Alibaba emploie en effet un peu plus de 200 personnes dans son premier entrepôt, et promet d’en employer, « à terme », 900 directement et 3000 indirectement. Des chiffres qu’on nous invite à croire sans poser de questions ; et surtout pas sur la durabilité de ces emplois, ou sur les conditions de travail. Comme toujours, nous sommes priés de bien vouloir écarter ces viles préoccupations, pour nous taire et nous agenouiller en entendant les mots « création d’emplois ». Il y a pourtant une contradiction évidente dans cet argument : puisque les activités d’Alibaba ne répondent qu’à des besoins qui sont déjà comblés, les emplois créés ici ne peuvent qu’en remplacer d’autres là… sauf à réduire le temps de travail, mais cela ne semble pas être à l’ordre du jour.
Créations d’emplois, vraiment ?
Or, les marchandises qui transitent par l’entrepôt de Liège viennent pour une immense majorité d’Asie, où elles sont produites dans les conditions effroyables qu’on sait – les défenseurs d’Alibaba soutiennent que son implantation à Liège permettra tout autant aux entreprises belges de commercer en Chine, mais partons du principe que nous sommes ici entre gens sérieux. On voit donc mal comment un tel projet pourrait créer plus d’emplois qu’il n’en détruit. Une note d’analyse1 publiée en 2019 par le secrétaire d’État français au numérique, Mounir Mahjoubi — qui n’est pas précisément une figure de proue de l’écosocialisme — montrait même que pour chaque nouvel emploi dans le cybercommerce, deux disparaissaient…

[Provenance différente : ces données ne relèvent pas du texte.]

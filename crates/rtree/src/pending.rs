// SPDX-License-Identifier: AGPL-3.0-or-later
// Copyright (c) 2025 ReifyDB

//! Errors raised inside a node evaluation, kept for the statement's caller.
//!
//! SQLite only learns that a callback failed through its result code. The
//! error itself is parked on the thread that ran the callback, which is the
//! thread stepping the statement, together with that result code.

use std::{cell::RefCell, ffi::CStr, os::raw::c_int};

use rusqlite::ffi;
use tracing::debug;

use crate::error::{BridgeError, Result};

struct Pending {
	error: BridgeError,
	/// Result code the failed evaluation returned to SQLite
	rc: c_int,
}

thread_local! {
	static PENDING: RefCell<Option<Pending>> = const { RefCell::new(None) };
}

pub(crate) fn raise(error: BridgeError) {
	let rc = error.native_code();
	if let Some(previous) = PENDING.replace(Some(Pending {
		error,
		rc,
	})) {
		debug!(code = previous.error.code(), error = %previous.error, "discarding unobserved pending error");
	}
}

/// Take the error left by the last failed node evaluation on this thread.
pub fn take_pending_error() -> Option<BridgeError> {
	PENDING.take().map(|pending| pending.error)
}

pub fn has_pending_error() -> bool {
	PENDING.with_borrow(Option::is_some)
}

/// Drop the error left by the last failed node evaluation, if any.
pub fn clear_pending_error() {
	if let Some(stale) = PENDING.take() {
		debug!(code = stale.error.code(), error = %stale.error, "cleared pending error");
	}
}

/// Attach the pending bridge error to a statement result.
///
/// A failed statement reports the callback's error only when its SQLite error
/// is the one the callback produced: the same result code with SQLite's
/// generic message for it. Any other failure is reported as is. The pending
/// slot is cleared either way.
pub fn resolve<T>(result: rusqlite::Result<T>) -> Result<T> {
	let pending = PENDING.take();
	match result {
		Ok(value) => Ok(value),
		Err(err) => match pending {
			Some(pending) if explains(pending.rc, &err) => Err(pending.error),
			Some(stale) => {
				debug!(code = stale.error.code(), error = %stale.error, "pending error does not match statement failure");
				Err(BridgeError::Sqlite(err))
			}
			None => Err(BridgeError::Sqlite(err)),
		},
	}
}

fn explains(rc: c_int, err: &rusqlite::Error) -> bool {
	match err {
		rusqlite::Error::SqliteFailure(failure, message) => {
			failure.extended_code == rc && message.as_deref().is_none_or(|message| message == errstr(rc))
		}
		_ => false,
	}
}

fn errstr(rc: c_int) -> &'static str {
	// SAFETY: sqlite3_errstr returns a static string for every code
	let msg = unsafe { ffi::sqlite3_errstr(rc) };
	if msg.is_null() {
		return "";
	}
	unsafe { CStr::from_ptr(msg) }.to_str().unwrap_or("")
}

#[cfg(test)]
mod tests {
	use rusqlite::ffi;

	use super::{clear_pending_error, errstr, has_pending_error, raise, resolve, take_pending_error};
	use crate::error::BridgeError;

	fn failure(rc: i32, message: &str) -> rusqlite::Error {
		rusqlite::Error::SqliteFailure(ffi::Error::new(rc), Some(message.to_string()))
	}

	#[test]
	fn test_take_clears() {
		raise(BridgeError::Protocol {
			found: 1,
		});
		assert!(has_pending_error());
		assert!(matches!(
			take_pending_error(),
			Some(BridgeError::Protocol {
				found: 1
			})
		));
		assert!(!has_pending_error());
		assert!(take_pending_error().is_none());
	}

	#[test]
	fn test_latest_error_wins() {
		raise(BridgeError::user("first"));
		raise(BridgeError::user("second"));
		assert_eq!(take_pending_error().unwrap().to_string(), "second");
	}

	#[test]
	fn test_resolve_prefers_pending() {
		raise(BridgeError::user("callback failed"));
		let result: rusqlite::Result<()> = Err(failure(ffi::SQLITE_ERROR, errstr(ffi::SQLITE_ERROR)));
		assert_eq!(resolve(result).unwrap_err().to_string(), "callback failed");
	}

	#[test]
	fn test_resolve_matches_exhaustion_code() {
		raise(BridgeError::ResourceExhaustion);
		let result: rusqlite::Result<()> = Err(failure(ffi::SQLITE_NOMEM, errstr(ffi::SQLITE_NOMEM)));
		assert!(matches!(resolve(result), Err(BridgeError::ResourceExhaustion)));
	}

	#[test]
	fn test_resolve_ignores_unrelated_failure() {
		raise(BridgeError::user("old callback error"));
		let result: rusqlite::Result<()> = Err(failure(ffi::SQLITE_ERROR, "integer overflow"));
		assert!(matches!(resolve(result), Err(BridgeError::Sqlite(_))));
		assert!(!has_pending_error());
	}

	#[test]
	fn test_resolve_ignores_other_code() {
		raise(BridgeError::user("old callback error"));
		let result: rusqlite::Result<()> = Err(failure(ffi::SQLITE_CONSTRAINT, errstr(ffi::SQLITE_CONSTRAINT)));
		assert!(matches!(resolve(result), Err(BridgeError::Sqlite(_))));
	}

	#[test]
	fn test_resolve_ignores_non_sqlite_failure() {
		raise(BridgeError::user("old callback error"));
		let result: rusqlite::Result<()> = Err(rusqlite::Error::InvalidQuery);
		assert!(matches!(resolve(result), Err(BridgeError::Sqlite(rusqlite::Error::InvalidQuery))));
	}

	#[test]
	fn test_clear() {
		raise(BridgeError::user("stale"));
		clear_pending_error();
		assert!(!has_pending_error());
		clear_pending_error();
	}

	#[test]
	fn test_resolve_without_pending() {
		let result: rusqlite::Result<()> = Err(rusqlite::Error::InvalidQuery);
		assert!(matches!(resolve(result), Err(BridgeError::Sqlite(rusqlite::Error::InvalidQuery))));
	}

	#[test]
	fn test_resolve_success_drops_stale_error() {
		raise(BridgeError::user("stale"));
		assert_eq!(resolve(Ok(3)).unwrap(), 3);
		assert!(!has_pending_error());
	}

	#[test]
	fn test_pending_is_per_thread() {
		raise(BridgeError::user("here"));
		std::thread::spawn(|| assert!(!has_pending_error())).join().unwrap();
		assert!(take_pending_error().is_some());
	}
}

Reste l’argument final, celui de la résignation : « Qu’est-ce que l’économie locale aurait eu comme bénéfices si le hub avait été, et croyez-moi, il y en a qui ont essayé, juste à la frontière hollandaise ou allemande ou encore un peu plus loin à Paris ? L’économie locale n’en aurait pas bénéficié. » pour Jean-Luc Crucke, ancien ministre wallon en charge des aéroports. En effet. Mais croit-il sérieusement qu’en nous opposant au projet, nous demandons simplement à ce qu’il soit décalé dans un pays voisin ? Qu’il se rassure : nous avons toute confiance en la combativité des NéerlandaisES, des AllemandEs et des FrançaisES pour empêcher qu’il ne se fasse chez eux, quand nous l’aurons stoppé ici. Et au besoin, nous viendrons avec plaisir leur donner un petit coup de main.
Le collectif Stop Alibaba & Co nous montre l’exemple avec cette action coup de poing, qui nous donne l’occasion de lui renouveler notre solidarité et notre amitié. Il est temps de combattre tous les forcenés du béton pour ce qu’ils sont : des sauvages, dont les « projets » ne sont ni plus ni moins que de la barbarie. Il est temps de leur faire comprendre que quels qu’en soient les propriétaires sur le papier, la terre qu’ils détruisent, au même titre que l’air qu’ils empoisonnent, ne leur appartient pas. Encore quelques actions comme celle de lundi 7, et le message devrait rapidement être clair.